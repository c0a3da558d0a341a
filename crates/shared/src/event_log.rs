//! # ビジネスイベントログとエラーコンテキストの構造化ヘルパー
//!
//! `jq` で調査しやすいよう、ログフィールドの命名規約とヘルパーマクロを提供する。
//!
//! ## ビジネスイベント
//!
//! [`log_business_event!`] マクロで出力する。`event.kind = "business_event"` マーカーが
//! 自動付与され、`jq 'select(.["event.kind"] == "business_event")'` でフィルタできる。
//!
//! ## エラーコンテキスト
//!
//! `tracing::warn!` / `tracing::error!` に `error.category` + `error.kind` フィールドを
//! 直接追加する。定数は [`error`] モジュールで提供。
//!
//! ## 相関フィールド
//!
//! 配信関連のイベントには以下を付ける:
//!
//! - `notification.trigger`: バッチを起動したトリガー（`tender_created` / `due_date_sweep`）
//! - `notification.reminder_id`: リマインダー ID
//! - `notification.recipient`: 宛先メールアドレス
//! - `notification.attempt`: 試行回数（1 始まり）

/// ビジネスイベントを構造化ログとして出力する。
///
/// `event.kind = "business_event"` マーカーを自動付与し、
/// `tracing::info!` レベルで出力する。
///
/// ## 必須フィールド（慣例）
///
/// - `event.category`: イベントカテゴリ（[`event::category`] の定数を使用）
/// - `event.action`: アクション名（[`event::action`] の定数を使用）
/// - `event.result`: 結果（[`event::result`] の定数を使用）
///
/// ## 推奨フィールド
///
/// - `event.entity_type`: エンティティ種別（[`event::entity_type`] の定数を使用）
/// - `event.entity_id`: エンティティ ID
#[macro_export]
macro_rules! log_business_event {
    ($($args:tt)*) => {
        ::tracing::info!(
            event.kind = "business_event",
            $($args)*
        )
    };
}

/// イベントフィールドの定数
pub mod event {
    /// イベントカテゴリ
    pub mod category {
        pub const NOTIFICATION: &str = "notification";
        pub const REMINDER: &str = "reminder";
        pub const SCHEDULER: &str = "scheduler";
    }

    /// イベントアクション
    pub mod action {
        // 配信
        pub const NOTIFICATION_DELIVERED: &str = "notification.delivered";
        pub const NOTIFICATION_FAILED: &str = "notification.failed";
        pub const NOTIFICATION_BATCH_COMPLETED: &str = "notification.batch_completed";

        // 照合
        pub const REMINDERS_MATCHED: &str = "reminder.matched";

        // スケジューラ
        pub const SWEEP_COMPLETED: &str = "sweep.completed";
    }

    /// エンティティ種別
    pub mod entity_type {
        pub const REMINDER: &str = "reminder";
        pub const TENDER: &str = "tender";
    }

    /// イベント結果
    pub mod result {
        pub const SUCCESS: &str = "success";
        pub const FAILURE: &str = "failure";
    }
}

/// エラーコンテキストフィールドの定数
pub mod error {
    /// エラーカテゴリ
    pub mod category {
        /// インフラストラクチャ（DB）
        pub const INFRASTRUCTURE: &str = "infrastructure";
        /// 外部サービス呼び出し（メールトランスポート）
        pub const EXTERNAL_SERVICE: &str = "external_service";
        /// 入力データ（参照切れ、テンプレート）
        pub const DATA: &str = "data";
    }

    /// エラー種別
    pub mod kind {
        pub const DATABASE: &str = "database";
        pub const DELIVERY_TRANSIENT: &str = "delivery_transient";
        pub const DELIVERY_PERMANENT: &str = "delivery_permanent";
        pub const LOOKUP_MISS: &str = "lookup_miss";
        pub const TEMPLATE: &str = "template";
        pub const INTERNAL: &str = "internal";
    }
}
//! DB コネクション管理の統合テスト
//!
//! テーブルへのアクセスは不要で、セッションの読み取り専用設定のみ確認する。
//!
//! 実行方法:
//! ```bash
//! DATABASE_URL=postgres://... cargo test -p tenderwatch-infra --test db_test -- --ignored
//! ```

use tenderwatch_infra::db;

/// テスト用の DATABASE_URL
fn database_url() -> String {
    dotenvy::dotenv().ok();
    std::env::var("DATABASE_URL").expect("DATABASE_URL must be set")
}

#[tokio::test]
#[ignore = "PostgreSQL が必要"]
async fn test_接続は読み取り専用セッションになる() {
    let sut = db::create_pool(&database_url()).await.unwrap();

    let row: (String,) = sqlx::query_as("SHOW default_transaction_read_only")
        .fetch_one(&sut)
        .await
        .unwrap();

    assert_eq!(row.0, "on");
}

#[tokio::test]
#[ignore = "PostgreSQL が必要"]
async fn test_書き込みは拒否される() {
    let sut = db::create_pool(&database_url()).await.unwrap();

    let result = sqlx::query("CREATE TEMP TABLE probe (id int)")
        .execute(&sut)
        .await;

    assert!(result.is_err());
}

* * *

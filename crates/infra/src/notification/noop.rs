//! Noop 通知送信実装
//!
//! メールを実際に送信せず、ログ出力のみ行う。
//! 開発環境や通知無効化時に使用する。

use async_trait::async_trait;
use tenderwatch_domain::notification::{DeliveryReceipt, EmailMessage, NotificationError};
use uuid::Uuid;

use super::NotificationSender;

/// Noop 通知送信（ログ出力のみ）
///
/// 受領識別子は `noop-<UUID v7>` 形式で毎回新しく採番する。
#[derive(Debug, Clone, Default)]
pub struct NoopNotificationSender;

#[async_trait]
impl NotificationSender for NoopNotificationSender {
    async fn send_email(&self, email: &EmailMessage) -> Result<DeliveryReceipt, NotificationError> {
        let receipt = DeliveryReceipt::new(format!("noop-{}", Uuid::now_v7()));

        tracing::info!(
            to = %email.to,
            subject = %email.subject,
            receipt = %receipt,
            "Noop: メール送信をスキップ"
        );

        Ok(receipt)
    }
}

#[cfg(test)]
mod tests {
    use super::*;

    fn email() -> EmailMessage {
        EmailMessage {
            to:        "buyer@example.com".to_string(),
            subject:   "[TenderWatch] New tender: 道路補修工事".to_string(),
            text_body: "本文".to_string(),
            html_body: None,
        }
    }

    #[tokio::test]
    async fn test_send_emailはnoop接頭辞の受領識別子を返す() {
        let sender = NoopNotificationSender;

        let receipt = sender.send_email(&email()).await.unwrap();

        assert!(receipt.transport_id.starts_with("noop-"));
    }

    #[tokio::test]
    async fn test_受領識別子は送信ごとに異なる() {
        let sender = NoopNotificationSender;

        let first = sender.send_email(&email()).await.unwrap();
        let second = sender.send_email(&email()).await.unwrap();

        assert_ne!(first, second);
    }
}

--

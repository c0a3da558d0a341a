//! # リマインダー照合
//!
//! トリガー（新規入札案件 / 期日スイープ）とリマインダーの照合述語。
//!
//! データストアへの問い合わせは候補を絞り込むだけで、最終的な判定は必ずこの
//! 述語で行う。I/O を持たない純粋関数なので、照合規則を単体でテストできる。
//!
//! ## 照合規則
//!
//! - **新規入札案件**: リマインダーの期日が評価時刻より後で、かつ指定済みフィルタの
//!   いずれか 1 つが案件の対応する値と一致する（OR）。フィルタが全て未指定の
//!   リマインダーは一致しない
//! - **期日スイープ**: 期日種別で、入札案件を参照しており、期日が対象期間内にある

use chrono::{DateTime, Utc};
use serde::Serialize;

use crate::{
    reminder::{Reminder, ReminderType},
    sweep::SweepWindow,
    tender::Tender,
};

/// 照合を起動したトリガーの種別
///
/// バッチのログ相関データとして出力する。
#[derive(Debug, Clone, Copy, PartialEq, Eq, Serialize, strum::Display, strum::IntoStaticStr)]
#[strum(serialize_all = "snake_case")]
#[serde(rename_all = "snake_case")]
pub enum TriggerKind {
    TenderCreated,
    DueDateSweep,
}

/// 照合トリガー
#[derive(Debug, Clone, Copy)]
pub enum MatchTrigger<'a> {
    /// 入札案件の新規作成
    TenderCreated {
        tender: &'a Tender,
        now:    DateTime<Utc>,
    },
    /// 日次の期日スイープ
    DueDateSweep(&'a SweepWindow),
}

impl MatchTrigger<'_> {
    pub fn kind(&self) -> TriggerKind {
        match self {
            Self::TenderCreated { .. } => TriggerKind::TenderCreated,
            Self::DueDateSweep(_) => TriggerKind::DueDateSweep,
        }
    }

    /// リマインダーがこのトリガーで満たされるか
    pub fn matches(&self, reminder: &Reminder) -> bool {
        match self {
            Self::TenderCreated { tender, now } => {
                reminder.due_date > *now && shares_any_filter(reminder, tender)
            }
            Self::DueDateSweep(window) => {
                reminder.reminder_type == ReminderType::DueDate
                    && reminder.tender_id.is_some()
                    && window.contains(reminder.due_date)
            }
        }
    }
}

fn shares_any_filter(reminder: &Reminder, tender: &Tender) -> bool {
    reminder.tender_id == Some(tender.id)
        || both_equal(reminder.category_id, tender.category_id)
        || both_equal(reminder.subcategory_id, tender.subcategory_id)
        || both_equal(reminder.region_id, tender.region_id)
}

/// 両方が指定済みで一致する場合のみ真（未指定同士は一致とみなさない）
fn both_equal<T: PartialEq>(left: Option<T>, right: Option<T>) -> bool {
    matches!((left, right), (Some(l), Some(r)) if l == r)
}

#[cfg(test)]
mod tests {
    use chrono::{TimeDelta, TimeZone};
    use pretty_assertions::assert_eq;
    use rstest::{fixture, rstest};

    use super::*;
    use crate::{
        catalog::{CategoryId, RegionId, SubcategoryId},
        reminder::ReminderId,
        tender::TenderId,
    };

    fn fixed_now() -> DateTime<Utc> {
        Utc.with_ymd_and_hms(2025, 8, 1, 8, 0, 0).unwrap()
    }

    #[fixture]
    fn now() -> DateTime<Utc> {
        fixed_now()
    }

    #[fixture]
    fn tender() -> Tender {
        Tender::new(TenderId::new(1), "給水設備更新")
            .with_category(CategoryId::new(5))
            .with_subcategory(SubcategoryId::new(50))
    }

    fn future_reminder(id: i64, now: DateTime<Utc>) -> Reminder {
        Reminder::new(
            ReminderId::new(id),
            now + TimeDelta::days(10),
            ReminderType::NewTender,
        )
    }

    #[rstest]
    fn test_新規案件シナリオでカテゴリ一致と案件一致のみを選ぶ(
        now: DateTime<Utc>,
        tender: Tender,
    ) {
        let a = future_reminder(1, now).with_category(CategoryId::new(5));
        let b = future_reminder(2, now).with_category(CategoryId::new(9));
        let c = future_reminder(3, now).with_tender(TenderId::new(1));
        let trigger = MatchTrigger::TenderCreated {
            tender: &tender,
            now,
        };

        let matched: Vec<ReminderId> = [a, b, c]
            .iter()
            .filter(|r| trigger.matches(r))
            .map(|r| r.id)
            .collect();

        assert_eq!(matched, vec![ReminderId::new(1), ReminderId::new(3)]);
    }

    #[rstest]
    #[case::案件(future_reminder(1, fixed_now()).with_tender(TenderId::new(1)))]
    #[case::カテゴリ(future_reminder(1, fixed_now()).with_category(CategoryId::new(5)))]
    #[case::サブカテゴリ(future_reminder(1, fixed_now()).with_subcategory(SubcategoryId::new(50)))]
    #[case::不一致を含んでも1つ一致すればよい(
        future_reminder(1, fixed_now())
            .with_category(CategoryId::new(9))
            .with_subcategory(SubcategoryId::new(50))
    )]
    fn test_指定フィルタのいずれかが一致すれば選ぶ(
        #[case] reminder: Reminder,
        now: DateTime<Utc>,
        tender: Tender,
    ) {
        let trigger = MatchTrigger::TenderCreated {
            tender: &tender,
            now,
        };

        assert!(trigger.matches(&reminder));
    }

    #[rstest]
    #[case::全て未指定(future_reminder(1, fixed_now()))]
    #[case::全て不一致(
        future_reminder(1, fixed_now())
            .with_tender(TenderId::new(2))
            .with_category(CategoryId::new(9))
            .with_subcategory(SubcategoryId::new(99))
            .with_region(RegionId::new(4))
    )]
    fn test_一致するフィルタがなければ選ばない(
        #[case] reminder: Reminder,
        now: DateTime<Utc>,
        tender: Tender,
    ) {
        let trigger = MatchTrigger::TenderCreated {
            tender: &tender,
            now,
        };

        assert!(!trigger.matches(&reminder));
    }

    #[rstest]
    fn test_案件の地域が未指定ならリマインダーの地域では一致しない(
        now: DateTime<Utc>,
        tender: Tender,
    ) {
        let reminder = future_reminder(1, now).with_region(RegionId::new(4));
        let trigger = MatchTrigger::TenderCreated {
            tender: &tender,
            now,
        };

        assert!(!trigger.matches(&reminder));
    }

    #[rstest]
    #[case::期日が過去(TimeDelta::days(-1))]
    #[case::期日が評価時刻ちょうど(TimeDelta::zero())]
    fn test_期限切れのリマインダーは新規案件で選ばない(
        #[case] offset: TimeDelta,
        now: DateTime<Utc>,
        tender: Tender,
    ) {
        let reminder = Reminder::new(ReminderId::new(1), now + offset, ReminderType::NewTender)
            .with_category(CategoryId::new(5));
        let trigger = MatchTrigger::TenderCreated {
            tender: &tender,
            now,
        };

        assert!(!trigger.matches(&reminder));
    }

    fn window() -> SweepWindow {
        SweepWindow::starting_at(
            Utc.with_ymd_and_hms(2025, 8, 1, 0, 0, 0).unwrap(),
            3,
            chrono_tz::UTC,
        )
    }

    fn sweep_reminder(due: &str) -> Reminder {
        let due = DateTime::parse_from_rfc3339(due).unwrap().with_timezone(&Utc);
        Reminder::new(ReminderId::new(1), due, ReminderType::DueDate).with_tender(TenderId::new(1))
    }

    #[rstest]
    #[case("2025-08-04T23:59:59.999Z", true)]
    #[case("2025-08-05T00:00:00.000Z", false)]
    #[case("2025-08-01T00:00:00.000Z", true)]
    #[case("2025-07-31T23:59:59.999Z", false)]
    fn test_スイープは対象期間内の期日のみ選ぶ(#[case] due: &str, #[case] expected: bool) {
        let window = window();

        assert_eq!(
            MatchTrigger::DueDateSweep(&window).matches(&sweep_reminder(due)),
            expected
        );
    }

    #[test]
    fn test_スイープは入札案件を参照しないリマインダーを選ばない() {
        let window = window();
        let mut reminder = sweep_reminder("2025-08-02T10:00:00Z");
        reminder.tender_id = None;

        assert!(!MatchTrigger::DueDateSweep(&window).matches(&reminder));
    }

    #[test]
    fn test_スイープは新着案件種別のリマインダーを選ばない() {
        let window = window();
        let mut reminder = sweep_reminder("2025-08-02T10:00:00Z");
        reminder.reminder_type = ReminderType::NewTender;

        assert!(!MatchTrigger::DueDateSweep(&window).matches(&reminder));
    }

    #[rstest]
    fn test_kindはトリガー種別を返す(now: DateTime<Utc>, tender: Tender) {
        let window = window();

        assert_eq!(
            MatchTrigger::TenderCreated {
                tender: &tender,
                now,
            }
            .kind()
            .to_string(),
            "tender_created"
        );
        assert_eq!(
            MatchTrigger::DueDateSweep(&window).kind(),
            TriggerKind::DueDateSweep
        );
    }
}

Assignment - Please copy out each line in the entries that mentions the string "second".

Answer to this problem -
        let second = sender.send_email(&email()).await.unwrap();
        assert_ne!(first, second);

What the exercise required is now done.